[Dataset excerpts]
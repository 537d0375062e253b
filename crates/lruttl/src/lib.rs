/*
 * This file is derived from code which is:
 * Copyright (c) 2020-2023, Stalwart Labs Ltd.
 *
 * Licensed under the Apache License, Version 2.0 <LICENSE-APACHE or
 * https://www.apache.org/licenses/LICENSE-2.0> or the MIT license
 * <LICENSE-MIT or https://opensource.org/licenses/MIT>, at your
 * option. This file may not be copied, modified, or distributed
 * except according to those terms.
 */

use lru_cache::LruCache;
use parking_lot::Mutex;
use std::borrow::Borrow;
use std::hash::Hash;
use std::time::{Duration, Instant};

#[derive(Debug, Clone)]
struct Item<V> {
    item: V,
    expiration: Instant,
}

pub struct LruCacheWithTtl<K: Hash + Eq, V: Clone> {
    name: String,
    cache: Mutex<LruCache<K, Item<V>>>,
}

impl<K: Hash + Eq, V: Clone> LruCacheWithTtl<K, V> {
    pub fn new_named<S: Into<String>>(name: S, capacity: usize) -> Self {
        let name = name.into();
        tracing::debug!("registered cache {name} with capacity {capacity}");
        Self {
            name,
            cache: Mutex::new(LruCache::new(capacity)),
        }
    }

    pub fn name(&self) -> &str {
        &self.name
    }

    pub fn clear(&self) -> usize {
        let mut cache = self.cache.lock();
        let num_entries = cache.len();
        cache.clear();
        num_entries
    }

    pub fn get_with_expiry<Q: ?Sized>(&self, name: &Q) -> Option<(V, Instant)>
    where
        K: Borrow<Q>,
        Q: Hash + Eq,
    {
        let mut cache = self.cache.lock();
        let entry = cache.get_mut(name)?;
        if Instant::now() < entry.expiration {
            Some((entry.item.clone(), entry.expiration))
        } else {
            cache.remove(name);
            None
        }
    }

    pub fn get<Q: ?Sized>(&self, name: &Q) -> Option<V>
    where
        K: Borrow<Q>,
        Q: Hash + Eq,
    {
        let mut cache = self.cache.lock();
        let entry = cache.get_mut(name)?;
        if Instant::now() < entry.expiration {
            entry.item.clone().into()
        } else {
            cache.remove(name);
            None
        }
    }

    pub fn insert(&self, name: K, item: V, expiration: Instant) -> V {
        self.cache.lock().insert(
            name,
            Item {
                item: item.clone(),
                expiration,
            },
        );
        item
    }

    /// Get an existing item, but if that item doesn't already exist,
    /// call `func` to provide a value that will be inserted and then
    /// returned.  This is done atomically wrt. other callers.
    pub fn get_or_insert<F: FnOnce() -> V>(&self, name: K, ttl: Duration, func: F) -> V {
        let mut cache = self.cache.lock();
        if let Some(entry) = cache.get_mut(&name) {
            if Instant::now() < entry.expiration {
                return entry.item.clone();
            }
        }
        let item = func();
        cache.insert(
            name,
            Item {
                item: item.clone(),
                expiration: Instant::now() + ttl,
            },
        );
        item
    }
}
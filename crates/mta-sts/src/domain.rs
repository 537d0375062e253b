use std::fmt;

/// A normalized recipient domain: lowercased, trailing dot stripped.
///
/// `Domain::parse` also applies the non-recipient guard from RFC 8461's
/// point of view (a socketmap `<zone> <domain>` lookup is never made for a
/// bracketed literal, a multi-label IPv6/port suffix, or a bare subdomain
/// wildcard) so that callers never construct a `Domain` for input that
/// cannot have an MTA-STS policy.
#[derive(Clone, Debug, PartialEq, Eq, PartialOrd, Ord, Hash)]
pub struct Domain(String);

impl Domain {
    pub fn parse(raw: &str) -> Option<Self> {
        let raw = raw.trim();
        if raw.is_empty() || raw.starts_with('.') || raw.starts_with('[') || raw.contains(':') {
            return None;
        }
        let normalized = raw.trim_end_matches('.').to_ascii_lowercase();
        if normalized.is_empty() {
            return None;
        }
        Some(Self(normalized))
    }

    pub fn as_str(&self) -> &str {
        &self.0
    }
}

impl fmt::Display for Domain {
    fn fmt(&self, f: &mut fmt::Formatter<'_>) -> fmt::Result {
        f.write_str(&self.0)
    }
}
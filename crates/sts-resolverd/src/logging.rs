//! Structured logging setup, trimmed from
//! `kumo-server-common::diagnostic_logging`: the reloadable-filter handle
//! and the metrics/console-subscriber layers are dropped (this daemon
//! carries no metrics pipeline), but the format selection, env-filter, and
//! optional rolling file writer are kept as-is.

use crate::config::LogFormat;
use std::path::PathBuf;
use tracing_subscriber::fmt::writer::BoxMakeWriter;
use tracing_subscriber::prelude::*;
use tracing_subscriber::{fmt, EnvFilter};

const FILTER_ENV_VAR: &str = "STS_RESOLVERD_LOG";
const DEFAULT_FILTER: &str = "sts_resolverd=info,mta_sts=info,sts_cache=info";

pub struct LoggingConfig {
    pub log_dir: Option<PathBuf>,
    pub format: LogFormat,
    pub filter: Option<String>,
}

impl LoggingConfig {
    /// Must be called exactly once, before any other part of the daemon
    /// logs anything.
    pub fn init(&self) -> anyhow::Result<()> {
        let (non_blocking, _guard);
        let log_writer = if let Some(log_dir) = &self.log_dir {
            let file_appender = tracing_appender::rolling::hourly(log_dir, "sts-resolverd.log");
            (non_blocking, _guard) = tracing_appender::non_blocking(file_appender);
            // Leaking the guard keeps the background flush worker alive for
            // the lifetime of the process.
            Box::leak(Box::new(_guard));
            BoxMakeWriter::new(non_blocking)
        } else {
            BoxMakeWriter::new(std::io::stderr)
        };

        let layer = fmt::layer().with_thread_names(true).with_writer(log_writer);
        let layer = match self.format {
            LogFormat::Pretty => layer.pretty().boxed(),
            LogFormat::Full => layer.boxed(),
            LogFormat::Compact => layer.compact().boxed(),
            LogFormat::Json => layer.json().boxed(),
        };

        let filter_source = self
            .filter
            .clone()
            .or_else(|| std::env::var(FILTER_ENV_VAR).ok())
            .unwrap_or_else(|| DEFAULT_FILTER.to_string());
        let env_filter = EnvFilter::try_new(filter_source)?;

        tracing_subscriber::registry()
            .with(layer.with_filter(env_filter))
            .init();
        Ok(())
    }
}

THE PROBLEM
The answer must consist of each line from the entries that contains the string "Duration".

PROBLEM SOLUTION
use std::time::{Duration, Instant};
    pub fn get_or_insert<F: FnOnce() -> V>(&self, name: K, ttl: Duration, func: F) -> V {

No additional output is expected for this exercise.